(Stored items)
=-=-=-=-=

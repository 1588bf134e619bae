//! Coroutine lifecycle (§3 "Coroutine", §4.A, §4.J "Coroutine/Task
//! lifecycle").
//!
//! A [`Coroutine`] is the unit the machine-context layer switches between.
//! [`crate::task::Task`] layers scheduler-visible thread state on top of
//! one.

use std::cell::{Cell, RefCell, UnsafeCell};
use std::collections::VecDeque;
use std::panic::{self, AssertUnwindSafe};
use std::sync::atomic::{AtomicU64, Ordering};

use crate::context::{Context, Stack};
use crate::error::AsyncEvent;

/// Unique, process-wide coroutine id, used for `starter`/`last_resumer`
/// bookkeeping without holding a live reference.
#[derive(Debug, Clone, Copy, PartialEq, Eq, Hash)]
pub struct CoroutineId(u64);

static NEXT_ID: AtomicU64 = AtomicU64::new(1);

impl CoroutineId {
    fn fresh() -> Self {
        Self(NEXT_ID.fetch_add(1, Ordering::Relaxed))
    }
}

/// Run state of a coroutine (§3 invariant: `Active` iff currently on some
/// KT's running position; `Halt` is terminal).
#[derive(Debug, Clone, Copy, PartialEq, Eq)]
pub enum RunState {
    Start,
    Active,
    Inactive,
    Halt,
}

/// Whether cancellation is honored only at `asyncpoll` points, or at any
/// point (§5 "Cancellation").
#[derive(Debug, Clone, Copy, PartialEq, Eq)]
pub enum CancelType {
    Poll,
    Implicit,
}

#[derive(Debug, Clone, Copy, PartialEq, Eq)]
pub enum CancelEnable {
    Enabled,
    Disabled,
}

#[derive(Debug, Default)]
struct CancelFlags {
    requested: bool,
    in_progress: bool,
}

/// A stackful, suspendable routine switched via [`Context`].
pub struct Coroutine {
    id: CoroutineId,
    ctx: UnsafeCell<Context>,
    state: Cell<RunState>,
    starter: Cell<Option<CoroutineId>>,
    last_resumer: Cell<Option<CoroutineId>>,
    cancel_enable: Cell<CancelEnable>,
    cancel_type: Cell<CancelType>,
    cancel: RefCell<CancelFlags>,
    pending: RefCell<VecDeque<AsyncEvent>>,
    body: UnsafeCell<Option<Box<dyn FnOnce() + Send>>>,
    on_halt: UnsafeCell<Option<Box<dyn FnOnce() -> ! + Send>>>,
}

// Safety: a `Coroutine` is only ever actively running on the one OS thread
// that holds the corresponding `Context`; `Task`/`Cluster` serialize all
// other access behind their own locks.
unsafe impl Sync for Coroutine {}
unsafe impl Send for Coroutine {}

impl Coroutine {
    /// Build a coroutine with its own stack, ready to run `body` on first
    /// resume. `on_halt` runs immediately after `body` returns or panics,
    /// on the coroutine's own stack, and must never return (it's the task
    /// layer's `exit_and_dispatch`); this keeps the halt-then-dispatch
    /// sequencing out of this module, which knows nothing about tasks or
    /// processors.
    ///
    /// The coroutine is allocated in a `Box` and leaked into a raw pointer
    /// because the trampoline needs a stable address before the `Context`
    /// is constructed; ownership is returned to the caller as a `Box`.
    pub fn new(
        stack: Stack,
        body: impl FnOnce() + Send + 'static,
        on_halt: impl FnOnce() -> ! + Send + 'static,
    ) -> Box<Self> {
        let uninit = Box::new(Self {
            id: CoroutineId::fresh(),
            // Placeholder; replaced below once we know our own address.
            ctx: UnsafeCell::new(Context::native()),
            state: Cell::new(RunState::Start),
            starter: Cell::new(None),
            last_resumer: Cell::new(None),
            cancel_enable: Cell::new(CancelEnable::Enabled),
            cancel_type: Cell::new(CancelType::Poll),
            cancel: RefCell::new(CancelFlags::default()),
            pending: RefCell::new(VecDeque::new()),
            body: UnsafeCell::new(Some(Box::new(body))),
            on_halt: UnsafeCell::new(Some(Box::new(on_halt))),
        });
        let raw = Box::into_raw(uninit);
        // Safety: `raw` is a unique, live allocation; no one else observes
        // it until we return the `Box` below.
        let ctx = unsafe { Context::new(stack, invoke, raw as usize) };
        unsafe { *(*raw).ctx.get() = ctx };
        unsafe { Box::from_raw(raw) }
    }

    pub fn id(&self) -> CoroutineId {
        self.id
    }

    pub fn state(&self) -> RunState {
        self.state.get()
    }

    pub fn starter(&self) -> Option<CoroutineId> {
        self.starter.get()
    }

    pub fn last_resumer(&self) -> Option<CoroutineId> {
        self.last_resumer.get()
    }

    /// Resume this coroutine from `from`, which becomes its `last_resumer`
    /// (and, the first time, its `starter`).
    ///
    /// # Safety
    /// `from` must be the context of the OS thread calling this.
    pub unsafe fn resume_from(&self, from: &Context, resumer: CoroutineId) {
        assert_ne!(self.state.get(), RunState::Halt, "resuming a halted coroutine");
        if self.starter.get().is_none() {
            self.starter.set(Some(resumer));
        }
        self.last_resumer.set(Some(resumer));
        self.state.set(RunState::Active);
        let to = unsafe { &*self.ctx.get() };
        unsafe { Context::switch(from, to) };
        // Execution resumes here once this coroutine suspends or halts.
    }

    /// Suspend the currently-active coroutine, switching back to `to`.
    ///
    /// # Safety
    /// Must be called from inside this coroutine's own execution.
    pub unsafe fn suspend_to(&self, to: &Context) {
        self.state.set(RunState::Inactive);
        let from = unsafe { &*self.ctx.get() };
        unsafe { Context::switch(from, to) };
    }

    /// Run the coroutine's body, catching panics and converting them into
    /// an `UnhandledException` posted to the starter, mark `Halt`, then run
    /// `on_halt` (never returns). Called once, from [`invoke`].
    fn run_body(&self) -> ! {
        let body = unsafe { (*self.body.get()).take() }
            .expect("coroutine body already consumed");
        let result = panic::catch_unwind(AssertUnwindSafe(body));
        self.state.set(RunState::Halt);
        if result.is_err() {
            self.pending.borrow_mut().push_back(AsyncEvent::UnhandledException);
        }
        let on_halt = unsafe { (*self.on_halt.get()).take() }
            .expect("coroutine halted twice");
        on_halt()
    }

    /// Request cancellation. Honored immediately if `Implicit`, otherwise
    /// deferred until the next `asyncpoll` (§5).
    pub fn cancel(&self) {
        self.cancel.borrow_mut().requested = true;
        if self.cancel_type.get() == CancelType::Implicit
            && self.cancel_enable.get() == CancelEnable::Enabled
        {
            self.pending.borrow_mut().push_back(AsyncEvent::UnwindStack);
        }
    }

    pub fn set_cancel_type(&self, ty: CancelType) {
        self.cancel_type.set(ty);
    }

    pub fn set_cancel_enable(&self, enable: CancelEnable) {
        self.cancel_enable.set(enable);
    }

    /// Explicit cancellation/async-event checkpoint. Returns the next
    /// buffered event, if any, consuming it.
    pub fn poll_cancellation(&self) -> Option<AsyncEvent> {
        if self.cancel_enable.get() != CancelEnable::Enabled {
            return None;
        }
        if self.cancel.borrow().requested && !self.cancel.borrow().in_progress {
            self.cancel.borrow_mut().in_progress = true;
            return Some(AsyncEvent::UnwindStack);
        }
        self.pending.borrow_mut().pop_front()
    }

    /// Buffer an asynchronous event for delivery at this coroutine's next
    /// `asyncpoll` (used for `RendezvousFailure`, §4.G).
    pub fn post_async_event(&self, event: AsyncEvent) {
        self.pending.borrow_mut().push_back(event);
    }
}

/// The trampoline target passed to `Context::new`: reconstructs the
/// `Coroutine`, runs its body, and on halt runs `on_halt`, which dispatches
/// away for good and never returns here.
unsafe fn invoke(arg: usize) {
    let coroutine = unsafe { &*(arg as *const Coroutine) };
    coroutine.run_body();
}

=-=-=-=-=

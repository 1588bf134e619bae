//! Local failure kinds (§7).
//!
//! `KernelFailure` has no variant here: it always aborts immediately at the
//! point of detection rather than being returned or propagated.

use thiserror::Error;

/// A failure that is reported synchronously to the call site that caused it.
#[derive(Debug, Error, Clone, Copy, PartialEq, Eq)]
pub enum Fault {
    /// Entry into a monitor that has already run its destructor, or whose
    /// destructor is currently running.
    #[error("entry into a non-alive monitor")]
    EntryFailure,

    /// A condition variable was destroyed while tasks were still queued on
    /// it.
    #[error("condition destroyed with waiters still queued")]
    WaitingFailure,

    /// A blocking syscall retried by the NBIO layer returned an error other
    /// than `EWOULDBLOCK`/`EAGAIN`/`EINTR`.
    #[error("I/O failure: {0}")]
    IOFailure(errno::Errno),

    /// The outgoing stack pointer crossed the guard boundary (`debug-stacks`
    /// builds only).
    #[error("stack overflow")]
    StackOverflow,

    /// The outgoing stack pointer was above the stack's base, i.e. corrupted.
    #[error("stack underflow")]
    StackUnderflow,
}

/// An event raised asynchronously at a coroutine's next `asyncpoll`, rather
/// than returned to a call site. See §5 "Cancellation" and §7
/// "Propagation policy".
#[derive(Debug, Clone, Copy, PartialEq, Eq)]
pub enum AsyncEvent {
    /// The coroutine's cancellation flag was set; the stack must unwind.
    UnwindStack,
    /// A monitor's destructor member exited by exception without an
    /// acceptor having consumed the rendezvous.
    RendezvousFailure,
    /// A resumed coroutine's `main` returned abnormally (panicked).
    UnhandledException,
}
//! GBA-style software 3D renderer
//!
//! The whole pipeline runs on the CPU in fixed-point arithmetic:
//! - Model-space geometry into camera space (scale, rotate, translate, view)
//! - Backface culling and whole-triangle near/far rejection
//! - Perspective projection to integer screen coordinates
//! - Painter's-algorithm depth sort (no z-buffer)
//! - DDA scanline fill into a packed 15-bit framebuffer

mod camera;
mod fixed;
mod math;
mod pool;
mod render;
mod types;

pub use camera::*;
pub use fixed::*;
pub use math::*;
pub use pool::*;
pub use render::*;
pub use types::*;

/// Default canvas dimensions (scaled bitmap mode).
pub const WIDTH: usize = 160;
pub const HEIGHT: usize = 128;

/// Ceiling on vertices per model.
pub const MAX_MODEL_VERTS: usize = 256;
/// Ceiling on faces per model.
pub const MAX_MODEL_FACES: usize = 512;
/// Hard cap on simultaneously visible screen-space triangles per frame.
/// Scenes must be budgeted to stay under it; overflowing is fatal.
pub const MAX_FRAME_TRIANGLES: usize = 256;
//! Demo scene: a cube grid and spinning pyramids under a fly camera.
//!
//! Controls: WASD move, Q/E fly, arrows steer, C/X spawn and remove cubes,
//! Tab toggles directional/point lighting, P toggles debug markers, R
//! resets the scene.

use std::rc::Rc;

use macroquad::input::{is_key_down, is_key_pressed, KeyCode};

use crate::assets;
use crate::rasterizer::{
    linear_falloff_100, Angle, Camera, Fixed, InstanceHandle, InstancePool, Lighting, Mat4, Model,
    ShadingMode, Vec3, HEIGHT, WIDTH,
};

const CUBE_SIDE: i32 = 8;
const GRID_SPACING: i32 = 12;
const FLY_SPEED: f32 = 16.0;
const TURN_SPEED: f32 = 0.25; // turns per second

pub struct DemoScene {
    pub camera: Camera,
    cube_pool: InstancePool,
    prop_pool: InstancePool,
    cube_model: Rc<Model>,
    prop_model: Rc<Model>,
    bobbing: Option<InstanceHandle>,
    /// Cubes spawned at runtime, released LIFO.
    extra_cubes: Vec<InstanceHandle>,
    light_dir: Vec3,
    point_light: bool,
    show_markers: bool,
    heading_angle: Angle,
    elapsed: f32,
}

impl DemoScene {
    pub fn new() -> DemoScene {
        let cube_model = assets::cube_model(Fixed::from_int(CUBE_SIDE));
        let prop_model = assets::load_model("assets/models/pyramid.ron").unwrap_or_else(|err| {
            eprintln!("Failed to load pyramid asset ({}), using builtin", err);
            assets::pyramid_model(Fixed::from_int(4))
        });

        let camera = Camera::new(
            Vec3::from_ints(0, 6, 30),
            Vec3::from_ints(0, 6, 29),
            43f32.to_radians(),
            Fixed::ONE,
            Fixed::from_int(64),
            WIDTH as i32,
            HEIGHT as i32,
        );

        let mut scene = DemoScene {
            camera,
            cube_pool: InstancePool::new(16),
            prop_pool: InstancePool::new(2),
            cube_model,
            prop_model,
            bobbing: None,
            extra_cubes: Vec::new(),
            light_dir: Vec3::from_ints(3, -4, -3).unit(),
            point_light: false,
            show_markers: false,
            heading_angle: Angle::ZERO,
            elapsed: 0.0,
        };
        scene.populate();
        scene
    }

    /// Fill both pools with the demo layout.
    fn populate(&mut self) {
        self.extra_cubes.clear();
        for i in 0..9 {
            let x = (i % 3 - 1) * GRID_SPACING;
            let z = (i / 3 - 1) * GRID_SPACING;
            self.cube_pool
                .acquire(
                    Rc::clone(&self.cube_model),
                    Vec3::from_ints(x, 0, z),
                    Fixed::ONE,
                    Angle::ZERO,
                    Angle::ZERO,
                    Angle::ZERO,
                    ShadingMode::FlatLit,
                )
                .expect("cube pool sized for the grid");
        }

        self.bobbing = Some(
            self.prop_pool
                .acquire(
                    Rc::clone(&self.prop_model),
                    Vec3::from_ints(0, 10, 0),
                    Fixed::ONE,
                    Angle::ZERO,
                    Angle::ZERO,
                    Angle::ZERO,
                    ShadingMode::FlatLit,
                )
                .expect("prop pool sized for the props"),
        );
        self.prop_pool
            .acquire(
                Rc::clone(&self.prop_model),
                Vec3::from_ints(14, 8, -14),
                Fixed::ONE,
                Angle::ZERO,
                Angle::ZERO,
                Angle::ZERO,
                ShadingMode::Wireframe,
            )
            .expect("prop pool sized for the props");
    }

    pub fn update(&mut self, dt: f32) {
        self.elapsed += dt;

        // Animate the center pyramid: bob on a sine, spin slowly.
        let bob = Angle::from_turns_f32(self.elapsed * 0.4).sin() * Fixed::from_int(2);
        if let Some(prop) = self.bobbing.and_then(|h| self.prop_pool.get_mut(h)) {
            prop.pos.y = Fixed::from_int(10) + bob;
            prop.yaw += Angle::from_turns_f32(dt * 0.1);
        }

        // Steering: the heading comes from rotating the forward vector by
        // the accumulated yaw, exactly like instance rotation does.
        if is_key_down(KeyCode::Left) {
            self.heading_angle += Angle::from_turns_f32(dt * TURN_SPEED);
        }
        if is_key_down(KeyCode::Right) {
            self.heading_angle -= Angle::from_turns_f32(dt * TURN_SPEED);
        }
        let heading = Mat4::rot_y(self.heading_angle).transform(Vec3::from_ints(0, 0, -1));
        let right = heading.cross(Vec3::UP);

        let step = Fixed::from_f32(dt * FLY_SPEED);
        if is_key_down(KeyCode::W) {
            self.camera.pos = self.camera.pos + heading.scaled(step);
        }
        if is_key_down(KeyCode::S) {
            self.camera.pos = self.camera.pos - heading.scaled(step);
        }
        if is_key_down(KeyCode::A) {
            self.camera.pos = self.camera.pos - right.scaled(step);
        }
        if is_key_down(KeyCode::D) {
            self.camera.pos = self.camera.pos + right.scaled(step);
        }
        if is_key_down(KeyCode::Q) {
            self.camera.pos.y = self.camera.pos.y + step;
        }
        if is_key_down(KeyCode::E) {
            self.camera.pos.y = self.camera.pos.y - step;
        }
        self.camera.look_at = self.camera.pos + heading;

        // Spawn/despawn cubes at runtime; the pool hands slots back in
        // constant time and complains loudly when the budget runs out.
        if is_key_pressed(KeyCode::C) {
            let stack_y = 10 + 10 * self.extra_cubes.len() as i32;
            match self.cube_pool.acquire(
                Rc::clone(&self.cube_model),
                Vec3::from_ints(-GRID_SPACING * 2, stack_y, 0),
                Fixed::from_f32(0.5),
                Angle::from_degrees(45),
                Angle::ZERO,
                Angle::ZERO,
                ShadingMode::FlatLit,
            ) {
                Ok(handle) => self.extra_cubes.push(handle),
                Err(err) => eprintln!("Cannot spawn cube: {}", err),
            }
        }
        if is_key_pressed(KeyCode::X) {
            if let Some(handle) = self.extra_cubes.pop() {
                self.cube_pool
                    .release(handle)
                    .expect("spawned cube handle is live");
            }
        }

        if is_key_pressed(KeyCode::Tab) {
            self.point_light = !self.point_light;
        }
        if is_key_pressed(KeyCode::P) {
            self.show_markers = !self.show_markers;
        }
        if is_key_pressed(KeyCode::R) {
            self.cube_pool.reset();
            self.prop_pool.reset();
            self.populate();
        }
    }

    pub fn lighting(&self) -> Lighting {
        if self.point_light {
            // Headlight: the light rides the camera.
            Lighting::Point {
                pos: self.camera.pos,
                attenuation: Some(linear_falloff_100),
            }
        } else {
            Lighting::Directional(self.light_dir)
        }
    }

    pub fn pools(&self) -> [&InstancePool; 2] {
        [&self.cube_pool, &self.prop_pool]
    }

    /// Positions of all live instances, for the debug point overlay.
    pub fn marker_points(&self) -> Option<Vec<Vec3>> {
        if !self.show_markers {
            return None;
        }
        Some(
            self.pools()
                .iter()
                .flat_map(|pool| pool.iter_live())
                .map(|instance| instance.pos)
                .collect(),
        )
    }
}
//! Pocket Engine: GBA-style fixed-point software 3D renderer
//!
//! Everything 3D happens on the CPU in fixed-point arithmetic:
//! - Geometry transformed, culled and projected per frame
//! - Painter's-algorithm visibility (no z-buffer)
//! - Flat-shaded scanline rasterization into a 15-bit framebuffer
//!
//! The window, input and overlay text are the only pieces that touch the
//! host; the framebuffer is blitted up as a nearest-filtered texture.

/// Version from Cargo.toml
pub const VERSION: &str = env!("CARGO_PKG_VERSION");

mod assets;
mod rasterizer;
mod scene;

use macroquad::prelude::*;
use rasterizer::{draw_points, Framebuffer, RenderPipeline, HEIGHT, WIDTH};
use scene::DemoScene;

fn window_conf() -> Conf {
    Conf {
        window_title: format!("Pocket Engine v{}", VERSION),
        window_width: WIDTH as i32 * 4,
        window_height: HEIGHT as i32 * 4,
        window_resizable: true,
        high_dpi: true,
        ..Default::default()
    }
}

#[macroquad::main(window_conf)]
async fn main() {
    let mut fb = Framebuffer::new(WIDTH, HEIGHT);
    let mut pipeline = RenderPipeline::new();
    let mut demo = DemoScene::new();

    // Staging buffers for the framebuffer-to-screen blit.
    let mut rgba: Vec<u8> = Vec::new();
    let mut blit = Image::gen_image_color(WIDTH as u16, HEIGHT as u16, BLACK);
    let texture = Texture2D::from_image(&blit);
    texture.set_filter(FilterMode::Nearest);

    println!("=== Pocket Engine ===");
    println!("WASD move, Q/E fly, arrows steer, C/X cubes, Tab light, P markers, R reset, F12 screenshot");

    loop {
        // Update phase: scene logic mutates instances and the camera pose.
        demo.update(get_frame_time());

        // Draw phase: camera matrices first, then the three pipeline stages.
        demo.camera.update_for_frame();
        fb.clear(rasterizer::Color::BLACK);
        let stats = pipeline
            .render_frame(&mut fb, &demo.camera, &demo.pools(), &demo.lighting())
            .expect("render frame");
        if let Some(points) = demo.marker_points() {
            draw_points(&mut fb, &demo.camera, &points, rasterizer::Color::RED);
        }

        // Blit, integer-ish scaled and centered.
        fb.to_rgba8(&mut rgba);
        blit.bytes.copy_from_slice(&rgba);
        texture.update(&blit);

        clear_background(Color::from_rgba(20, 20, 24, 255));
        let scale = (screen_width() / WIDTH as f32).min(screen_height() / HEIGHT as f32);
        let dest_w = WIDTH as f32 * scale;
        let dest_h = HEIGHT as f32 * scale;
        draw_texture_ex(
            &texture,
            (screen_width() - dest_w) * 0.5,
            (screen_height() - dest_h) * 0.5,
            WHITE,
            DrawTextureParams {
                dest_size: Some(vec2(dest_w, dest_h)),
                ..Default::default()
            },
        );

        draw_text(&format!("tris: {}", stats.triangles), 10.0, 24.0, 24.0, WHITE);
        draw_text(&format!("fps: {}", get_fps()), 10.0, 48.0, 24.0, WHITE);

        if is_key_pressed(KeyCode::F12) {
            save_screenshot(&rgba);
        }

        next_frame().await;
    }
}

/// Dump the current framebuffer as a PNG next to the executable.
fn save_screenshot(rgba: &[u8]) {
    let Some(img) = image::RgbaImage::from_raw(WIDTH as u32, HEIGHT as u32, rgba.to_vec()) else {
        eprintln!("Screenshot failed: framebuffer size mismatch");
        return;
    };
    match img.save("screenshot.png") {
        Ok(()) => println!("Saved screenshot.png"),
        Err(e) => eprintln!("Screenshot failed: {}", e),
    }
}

=-=-=-=-=

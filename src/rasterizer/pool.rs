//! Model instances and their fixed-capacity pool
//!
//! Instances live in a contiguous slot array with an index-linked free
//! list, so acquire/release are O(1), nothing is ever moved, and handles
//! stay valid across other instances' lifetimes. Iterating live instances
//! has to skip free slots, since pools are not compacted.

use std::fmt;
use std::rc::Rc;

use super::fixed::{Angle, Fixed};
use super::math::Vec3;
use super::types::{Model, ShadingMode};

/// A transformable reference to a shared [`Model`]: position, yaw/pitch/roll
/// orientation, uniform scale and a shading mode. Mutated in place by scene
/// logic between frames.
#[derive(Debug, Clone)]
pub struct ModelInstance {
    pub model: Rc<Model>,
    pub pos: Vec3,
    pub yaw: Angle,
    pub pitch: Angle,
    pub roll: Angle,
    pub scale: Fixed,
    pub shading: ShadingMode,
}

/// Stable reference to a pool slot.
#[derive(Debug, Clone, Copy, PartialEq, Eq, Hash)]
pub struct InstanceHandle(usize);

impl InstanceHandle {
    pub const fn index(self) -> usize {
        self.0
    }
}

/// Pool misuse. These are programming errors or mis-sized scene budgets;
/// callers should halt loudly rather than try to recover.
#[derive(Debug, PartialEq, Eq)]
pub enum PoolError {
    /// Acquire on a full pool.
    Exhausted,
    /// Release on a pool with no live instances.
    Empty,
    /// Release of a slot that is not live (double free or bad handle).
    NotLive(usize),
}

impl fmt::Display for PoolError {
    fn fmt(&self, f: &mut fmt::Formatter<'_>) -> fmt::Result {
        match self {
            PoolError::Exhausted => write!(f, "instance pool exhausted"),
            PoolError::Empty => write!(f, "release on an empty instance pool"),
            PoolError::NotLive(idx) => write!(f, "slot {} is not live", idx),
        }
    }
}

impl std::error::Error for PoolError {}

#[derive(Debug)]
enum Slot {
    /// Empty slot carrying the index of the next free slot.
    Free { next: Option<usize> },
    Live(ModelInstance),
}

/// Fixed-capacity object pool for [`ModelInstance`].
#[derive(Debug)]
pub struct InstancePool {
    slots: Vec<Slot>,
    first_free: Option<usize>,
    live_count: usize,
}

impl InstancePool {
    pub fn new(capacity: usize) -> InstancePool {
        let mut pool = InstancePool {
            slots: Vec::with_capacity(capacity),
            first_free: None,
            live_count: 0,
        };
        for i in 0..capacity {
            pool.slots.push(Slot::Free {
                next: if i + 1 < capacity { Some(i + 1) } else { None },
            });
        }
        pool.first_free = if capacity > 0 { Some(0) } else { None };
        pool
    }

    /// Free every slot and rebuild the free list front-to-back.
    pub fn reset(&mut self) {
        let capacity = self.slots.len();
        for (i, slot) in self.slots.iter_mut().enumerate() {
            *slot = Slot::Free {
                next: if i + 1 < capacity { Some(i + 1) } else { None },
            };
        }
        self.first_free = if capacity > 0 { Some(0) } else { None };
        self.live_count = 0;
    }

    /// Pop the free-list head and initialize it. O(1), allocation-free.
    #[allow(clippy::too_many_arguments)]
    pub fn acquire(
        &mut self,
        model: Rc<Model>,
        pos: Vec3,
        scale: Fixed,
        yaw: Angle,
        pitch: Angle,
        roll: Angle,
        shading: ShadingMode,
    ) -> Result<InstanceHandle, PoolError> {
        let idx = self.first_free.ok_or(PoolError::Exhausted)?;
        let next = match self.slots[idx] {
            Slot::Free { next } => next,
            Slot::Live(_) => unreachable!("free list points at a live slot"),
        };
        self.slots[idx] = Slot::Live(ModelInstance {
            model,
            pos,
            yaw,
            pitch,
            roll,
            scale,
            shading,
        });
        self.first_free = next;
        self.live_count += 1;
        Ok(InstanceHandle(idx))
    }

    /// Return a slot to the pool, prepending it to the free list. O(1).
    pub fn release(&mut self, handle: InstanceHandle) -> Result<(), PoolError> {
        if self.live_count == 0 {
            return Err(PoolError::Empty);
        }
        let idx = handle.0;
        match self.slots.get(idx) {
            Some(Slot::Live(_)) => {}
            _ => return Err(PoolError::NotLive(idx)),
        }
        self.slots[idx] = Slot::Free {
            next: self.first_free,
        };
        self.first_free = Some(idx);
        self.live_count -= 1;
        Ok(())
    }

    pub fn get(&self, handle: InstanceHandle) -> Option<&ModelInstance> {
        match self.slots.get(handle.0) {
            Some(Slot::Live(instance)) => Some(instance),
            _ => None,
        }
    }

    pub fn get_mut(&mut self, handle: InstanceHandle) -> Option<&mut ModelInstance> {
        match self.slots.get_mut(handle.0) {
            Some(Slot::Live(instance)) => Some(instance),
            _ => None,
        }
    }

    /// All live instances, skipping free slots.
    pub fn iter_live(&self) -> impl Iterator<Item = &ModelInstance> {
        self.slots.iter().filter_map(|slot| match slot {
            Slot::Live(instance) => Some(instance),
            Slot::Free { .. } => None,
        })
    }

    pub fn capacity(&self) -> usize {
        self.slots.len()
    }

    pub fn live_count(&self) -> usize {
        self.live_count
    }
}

=-=-=-=-=

● **The task**
Look above for every line with the word "panics" and copy it.

● **Answer to this task**
    /// resume. `on_halt` runs immediately after `body` returns or panics,
    /// Run the coroutine's body, catching panics and converting them into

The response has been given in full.